| Autor: |
Pollard AA; California School of Professional Psychology, Clinical Psychology PhD Program, San Diego, CA, USA.; Institute of Brain Research and Integrated Neuropsychological Services (iBRAINS.org), San Diego, CA, USA., Hauson AO; California School of Professional Psychology, Clinical Psychology PhD Program, San Diego, CA, USA.; Institute of Brain Research and Integrated Neuropsychological Services (iBRAINS.org), San Diego, CA, USA.; Department of Psychiatry, University of San Diego, La Jolla, CA, USA., Lackey NS; California School of Professional Psychology, Clinical Psychology PhD Program, San Diego, CA, USA.; Institute of Brain Research and Integrated Neuropsychological Services (iBRAINS.org), San Diego, CA, USA., Zhang E; California School of Professional Psychology, Clinical Psychology PhD Program, San Diego, CA, USA.; Institute of Brain Research and Integrated Neuropsychological Services (iBRAINS.org), San Diego, CA, USA., Khayat S; Institute of Brain Research and Integrated Neuropsychological Services (iBRAINS.org), San Diego, CA, USA., Carson B; California School of Professional Psychology, Clinical Psychology PhD Program, San Diego, CA, USA.; Institute of Brain Research and Integrated Neuropsychological Services (iBRAINS.org), San Diego, CA, USA., Fortea L; Institut d'Investigacions Biomèdiques August Pi i Sunyer (IDIBAPS), Barcelona, Spain.; Centro de Investigación Biomédica en Red de Salud Mental (CIBERSAM), Instituto de Salud Carlos III, Madrid, Spain.; Department of Medicine, University of Barcelona, Barcelona, Spain., Radua J; Institut d'Investigacions Biomèdiques August Pi i Sunyer (IDIBAPS), Barcelona, Spain.; Centro de Investigación Biomédica en Red de Salud Mental (CIBERSAM), Instituto de Salud Carlos III, Madrid, Spain.; Department of Clinical Neuroscience, Centre for Psychiatry Research, Karolinska Institutet, Stockholm, Sweden.; Department of Psychosis Studies, Institute of Psychology, Psychiatry, and Neuroscience, King's College London, London, UK., Grant I; Department of Psychiatry, University of San Diego, La Jolla, CA, USA. |
| Abstrakt: |
Background: The neuroanatomy of craving, typically investigated using the functional magnetic resonance imaging (fMRI) drug cue reactivity (FDCR) paradigm, has been shown to involve the mesocorticolimbic, nigrostriatal, and corticocerebellar systems in several substances.
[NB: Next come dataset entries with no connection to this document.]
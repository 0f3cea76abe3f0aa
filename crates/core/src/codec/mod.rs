//! Depth-bounded conversion between native values and portable trees.
//!
//! [`Native`] is the closed set of shapes a command argument or result can
//! take on the caller side. [`encode`] lowers it to a [`serde_json::Value`]
//! tree for the wire; [`Decode`] raises a tree back into a target type.
//!
//! Domain value objects opt in through [`Structured`], which exposes their
//! properties explicitly. They encode as an object with a reserved `class`
//! key and are cut off (encoded as null) once the depth budget runs out.

mod decode;

use std::collections::BTreeMap;

use serde::Serialize;
use serde_json::{Map, Number, Value};
use webrc_protocol::{Capabilities, ElementRef, ErrorPayload, Platform, SessionId};

pub use self::decode::{Decode, decode, from_text};
use crate::error::CodecError;

/// Reserved key carrying a structured value's type name.
pub const CLASS_KEY: &str = "class";

/// A caller-side value before it is lowered to a tree.
#[derive(Debug, Clone, PartialEq)]
pub enum Native {
	Null,
	Bool(bool),
	Number(Number),
	Text(String),
	/// Enumeration member; encodes as its name
	Enum { type_name: String, name: String },
	Sequence(Vec<Native>),
	Mapping(BTreeMap<String, Native>),
	/// Already a tree node; passed through untouched
	Tree(Value),
	SessionId(SessionId),
	Capabilities(Capabilities),
	Handle(ElementRef),
	Error(ErrorPayload),
	/// Domain value object: its properties plus its type name
	Structured {
		class: String,
		properties: BTreeMap<String, Native>,
	},
}

/// A domain value object that can be encoded property by property.
pub trait Structured {
	/// Fully-qualified type name written under [`CLASS_KEY`].
	fn class_name(&self) -> &str;

	/// Readable properties, by name.
	fn properties(&self) -> Vec<(String, Native)>;
}

impl Native {
	pub fn text(value: impl Into<String>) -> Self {
		Native::Text(value.into())
	}

	pub fn enumeration(type_name: impl Into<String>, name: impl Into<String>) -> Self {
		Native::Enum {
			type_name: type_name.into(),
			name: name.into(),
		}
	}

	pub fn mapping<K, V>(entries: impl IntoIterator<Item = (K, V)>) -> Self
	where
		K: Into<String>,
		V: Into<Native>,
	{
		Native::Mapping(entries.into_iter().map(|(k, v)| (k.into(), v.into())).collect())
	}

	pub fn structured<K, V>(class: impl Into<String>, properties: impl IntoIterator<Item = (K, V)>) -> Self
	where
		K: Into<String>,
		V: Into<Native>,
	{
		Native::Structured {
			class: class.into(),
			properties: properties.into_iter().map(|(k, v)| (k.into(), v.into())).collect(),
		}
	}

	/// Captures a [`Structured`] value.
	pub fn of(value: &dyn Structured) -> Self {
		Native::structured(value.class_name(), value.properties())
	}

	pub fn is_null(&self) -> bool {
		matches!(self, Native::Null)
	}

	pub fn as_str(&self) -> Option<&str> {
		match self {
			Native::Text(s) => Some(s),
			Native::Enum { name, .. } => Some(name),
			_ => None,
		}
	}
}

/// Lowers `value` to a tree, recursing at most `max_depth` levels into
/// structured values.
///
/// Mappings and sequences always encode, passing `max_depth - 1` to their
/// entries; a [`Native::Structured`] reached with no depth left encodes as
/// null.
pub fn encode(value: &Native, max_depth: usize) -> Result<Value, CodecError> {
	let child_depth = max_depth.saturating_sub(1);
	let tree = match value {
		Native::Null => Value::Null,
		Native::Bool(b) => Value::Bool(*b),
		Native::Number(n) => Value::Number(n.clone()),
		Native::Text(s) => Value::String(s.clone()),
		Native::Enum { name, .. } => Value::String(name.clone()),
		Native::Mapping(entries) => Value::Object(encode_entries(entries, child_depth)?),
		Native::Tree(tree) => tree.clone(),
		Native::Sequence(items) => Value::Array(
			items
				.iter()
				.map(|item| encode(item, child_depth))
				.collect::<Result<_, _>>()?,
		),
		Native::SessionId(id) => {
			let mut shape = Map::new();
			shape.insert("value".to_string(), Value::String(id.as_str().to_string()));
			Value::Object(shape)
		}
		Native::Capabilities(capabilities) => to_tree("capabilities", capabilities)?,
		Native::Handle(element) => to_tree("element reference", element)?,
		Native::Error(payload) => to_tree("error payload", payload)?,
		Native::Structured { class, properties } => {
			if max_depth == 0 {
				return Ok(Value::Null);
			}
			let mut shape = encode_entries(properties, child_depth)?;
			shape.insert(CLASS_KEY.to_string(), Value::String(class.clone()));
			Value::Object(shape)
		}
	};
	Ok(tree)
}

fn encode_entries(entries: &BTreeMap<String, Native>, depth: usize) -> Result<Map<String, Value>, CodecError> {
	entries
		.iter()
		.map(|(key, value)| Ok((key.clone(), encode(value, depth)?)))
		.collect()
}

fn to_tree<T: Serialize>(type_name: &'static str, value: &T) -> Result<Value, CodecError> {
	serde_json::to_value(value).map_err(|e| CodecError::Encode {
		type_name,
		message: e.to_string(),
	})
}

impl From<bool> for Native {
	fn from(value: bool) -> Self {
		Native::Bool(value)
	}
}

impl From<i64> for Native {
	fn from(value: i64) -> Self {
		Native::Number(value.into())
	}
}

impl From<i32> for Native {
	fn from(value: i32) -> Self {
		Native::Number(value.into())
	}
}

impl From<u64> for Native {
	fn from(value: u64) -> Self {
		Native::Number(value.into())
	}
}

/// Non-finite floats have no tree form and become null.
impl From<f64> for Native {
	fn from(value: f64) -> Self {
		Number::from_f64(value).map_or(Native::Null, Native::Number)
	}
}

impl From<&str> for Native {
	fn from(value: &str) -> Self {
		Native::Text(value.to_string())
	}
}

impl From<String> for Native {
	fn from(value: String) -> Self {
		Native::Text(value)
	}
}

impl From<Platform> for Native {
	fn from(value: Platform) -> Self {
		Native::enumeration("Platform", value.as_str())
	}
}

impl From<SessionId> for Native {
	fn from(value: SessionId) -> Self {
		Native::SessionId(value)
	}
}

impl From<Capabilities> for Native {
	fn from(value: Capabilities) -> Self {
		Native::Capabilities(value)
	}
}

impl From<ElementRef> for Native {
	fn from(value: ElementRef) -> Self {
		Native::Handle(value)
	}
}

impl From<ErrorPayload> for Native {
	fn from(value: ErrorPayload) -> Self {
		Native::Error(value)
	}
}

impl From<Value> for Native {
	fn from(value: Value) -> Self {
		Native::Tree(value)
	}
}

impl<T: Into<Native>> From<Vec<T>> for Native {
	fn from(value: Vec<T>) -> Self {
		Native::Sequence(value.into_iter().map(Into::into).collect())
	}
}

impl<T: Into<Native>> From<Option<T>> for Native {
	fn from(value: Option<T>) -> Self {
		value.map_or(Native::Null, Into::into)
	}
}
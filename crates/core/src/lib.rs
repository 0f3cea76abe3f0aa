//! Caller-facing API for the webrc remote-control harness.
//!
//! A caller issues commands for a browser session and blocks for results;
//! an agent inside the browser polls for those commands and posts results
//! back. This crate sits on the caller side of that exchange:
//!
//! - [`codec`]: converts [`Native`] values to and from the portable trees
//!   carried in commands and responses
//! - [`error_handler`]: maps status codes to [`ErrorKind`]s and rebuilds
//!   remote failures, stack frames and screenshots included
//! - [`RemoteSession`]: ties both to a session's command queue
//!
//! The queue, registry, and handle table live in [`webrc_runtime`]; wire
//! shapes live in [`webrc_protocol`]. Both are re-exported.

pub mod codec;
pub mod error;
pub mod error_handler;
mod session;

pub use codec::{Decode, Native, Structured, decode, encode, from_text};
pub use error::{CodecError, Error, Result};
pub use error_handler::{CommandError, ErrorCause, ErrorHandler, ErrorKind};
pub use session::RemoteSession;
pub use {webrc_protocol as protocol, webrc_runtime as runtime};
However, the neuroanatomy of craving in heroin use disorder is still unclear. Objective: The current meta-analysis examines previous research on the neuroanatomy of craving in abstinent individuals with opioid use disorder (OUD). Method: Seven databases were searched for studies comparing abstinent OUD versus healthy controls on drug > neutral contrast interaction at the whole-brain level. Voxel-based meta-analysis was performed using seed-based d mapping with permuted subject images (SDM-PSI). Thresholds were set at a family-wise error rate of less than 5% with the default pre-processing parameters of SDM-PSI. Results: A total of 10 studies were included (296 OUD and 187 controls). Four hyperactivated clusters were identified with Hedge s' g of peaks that ranged from 0.51 to 0.82. These peaks and their associated clusters correspond to the three systems identified in the previous literature: a) mesocorticolimbic, b) nigrostriatal, and c) corticocerebellar. There were also newly revealed hyperactivation regions including the bilateral cingulate, precuneus, fusiform gyrus, pons, lingual gyrus, and inferior occipital gyrus. The meta-analysis did not reveal areas of hypoactivation. Conclusion: Recommendations based on the functional neuroanatomical findings of this meta-analysis include pharmacological interventions such as buprenorphine/naloxone and cognitive-behavioral treatments such as cue-exposure combined with HRV biofeedback. In addition, research should utilize FDCR as pre- and post-measurement to determine the effectiveness and mechanism of action of such interventions. |